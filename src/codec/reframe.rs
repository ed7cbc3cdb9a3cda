//! Re-frames a stream of variable-length audio chunks into fixed-size
//! frames, carrying a partial tail across calls.

use std::collections::VecDeque;

pub struct Reframer {
    frame_samples: usize,
    channels: u16,
    sample_rate: u32,
    buffer: VecDeque<i16>,
}

impl Reframer {
    pub fn new(frame_samples: usize, channels: u16, sample_rate: u32) -> Self {
        Self {
            frame_samples,
            channels,
            sample_rate,
            buffer: VecDeque::new(),
        }
    }

    /// Push interleaved samples, draining as many complete frames as
    /// possible. The tail remains buffered for the next call.
    pub fn push(&mut self, interleaved: &[i16]) -> Vec<crate::frame::AudioFrame> {
        self.buffer.extend(interleaved.iter().copied());
        self.drain_complete()
    }

    fn drain_complete(&mut self) -> Vec<crate::frame::AudioFrame> {
        let frame_len = self.frame_samples * self.channels as usize;
        let mut out = Vec::new();
        while self.buffer.len() >= frame_len {
            let samples: Vec<i16> = self.buffer.drain(..frame_len).collect();
            out.push(crate::frame::AudioFrame {
                sample_rate: self.sample_rate,
                channels: self.channels,
                samples,
            });
        }
        out
    }

    /// Pad the remaining tail with zeros and flush it as a final frame.
    /// Called once at session end; returns `None` if there is no tail.
    pub fn flush(&mut self) -> Option<crate::frame::AudioFrame> {
        if self.buffer.is_empty() {
            return None;
        }
        let frame_len = self.frame_samples * self.channels as usize;
        let mut samples: Vec<i16> = self.buffer.drain(..).collect();
        samples.resize(frame_len, 0);
        Some(crate::frame::AudioFrame {
            sample_rate: self.sample_rate,
            channels: self.channels,
            samples,
        })
    }
}

#[cfg(test)]
mod tests {
    use super::*;

    #[test]
    fn carries_partial_tail_across_pushes() {
        let mut reframer = Reframer::new(10, 1, 16_000);
        assert!(reframer.push(&[0; 6]).is_empty());
        let frames = reframer.push(&[0; 6]);
        assert_eq!(frames.len(), 1);
        assert_eq!(frames[0].samples.len(), 10);
    }

    #[test]
    fn flush_zero_pads_tail() {
        let mut reframer = Reframer::new(10, 1, 16_000);
        reframer.push(&[1, 2, 3]);
        let flushed = reframer.flush().expect("tail present");
        assert_eq!(flushed.samples, vec![1, 2, 3, 0, 0, 0, 0, 0, 0, 0]);
        assert!(reframer.flush().is_none());
    }

    #[test]
    fn stereo_frame_length_accounts_for_channels() {
        let mut reframer = Reframer::new(4, 2, 48_000);
        let frames = reframer.push(&[0; 8]);
        assert_eq!(frames.len(), 1);
        assert_eq!(frames[0].samples.len(), 8);
    }
}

┄┄┄┄┄┄┄┄┄┄┄┄┄┄┄┄┄┄┄┄

TASK REQUIREMENTS: Would you restate all of the material, word for word?

RESULT OF THIS TASK:
filename src/codec/reframe.rs
repository ed7cbc3cdb9a3cda
//! Re-frames a stream of variable-length audio chunks into fixed-size
//! frames, carrying a partial tail across calls.

use std::collections::VecDeque;

pub struct Reframer {
    frame_samples: usize,
    channels: u16,
    sample_rate: u32,
    buffer: VecDeque<i16>,
}

impl Reframer {
    pub fn new(frame_samples: usize, channels: u16, sample_rate: u32) -> Self {
        Self {
            frame_samples,
            channels,
            sample_rate,
            buffer: VecDeque::new(),
        }
    }

    /// Push interleaved samples, draining as many complete frames as
    /// possible. The tail remains buffered for the next call.
    pub fn push(&mut self, interleaved: &[i16]) -> Vec<crate::frame::AudioFrame> {
        self.buffer.extend(interleaved.iter().copied());
        self.drain_complete()
    }

    fn drain_complete(&mut self) -> Vec<crate::frame::AudioFrame> {
        let frame_len = self.frame_samples * self.channels as usize;
        let mut out = Vec::new();
        while self.buffer.len() >= frame_len {
            let samples: Vec<i16> = self.buffer.drain(..frame_len).collect();
            out.push(crate::frame::AudioFrame {
                sample_rate: self.sample_rate,
                channels: self.channels,
                samples,
            });
        }
        out
    }

    /// Pad the remaining tail with zeros and flush it as a final frame.
    /// Called once at session end; returns `None` if there is no tail.
    pub fn flush(&mut self) -> Option<crate::frame::AudioFrame> {
        if self.buffer.is_empty() {
            return None;
        }
        let frame_len = self.frame_samples * self.channels as usize;
        let mut samples: Vec<i16> = self.buffer.drain(..).collect();
        samples.resize(frame_len, 0);
        Some(crate::frame::AudioFrame {
            sample_rate: self.sample_rate,
            channels: self.channels,
            samples,
        })
    }
}

#[cfg(test)]
mod tests {
    use super::*;

    #[test]
    fn carries_partial_tail_across_pushes() {
        let mut reframer = Reframer::new(10, 1, 16_000);
        assert!(reframer.push(&[0; 6]).is_empty());
        let frames = reframer.push(&[0; 6]);
        assert_eq!(frames.len(), 1);
        assert_eq!(frames[0].samples.len(), 10);
    }

    #[test]
    fn flush_zero_pads_tail() {
        let mut reframer = Reframer::new(10, 1, 16_000);
        reframer.push(&[1, 2, 3]);
        let flushed = reframer.flush().expect("tail present");
        assert_eq!(flushed.samples, vec![1, 2, 3, 0, 0, 0, 0, 0, 0, 0]);
        assert!(reframer.flush().is_none());
    }

    #[test]
    fn stereo_frame_length_accounts_for_channels() {
        let mut reframer = Reframer::new(4, 2, 48_000);
        let frames = reframer.push(&[0; 8]);
        assert_eq!(frames.len(), 1);
        assert_eq!(frames[0].samples.len(), 8);
    }
}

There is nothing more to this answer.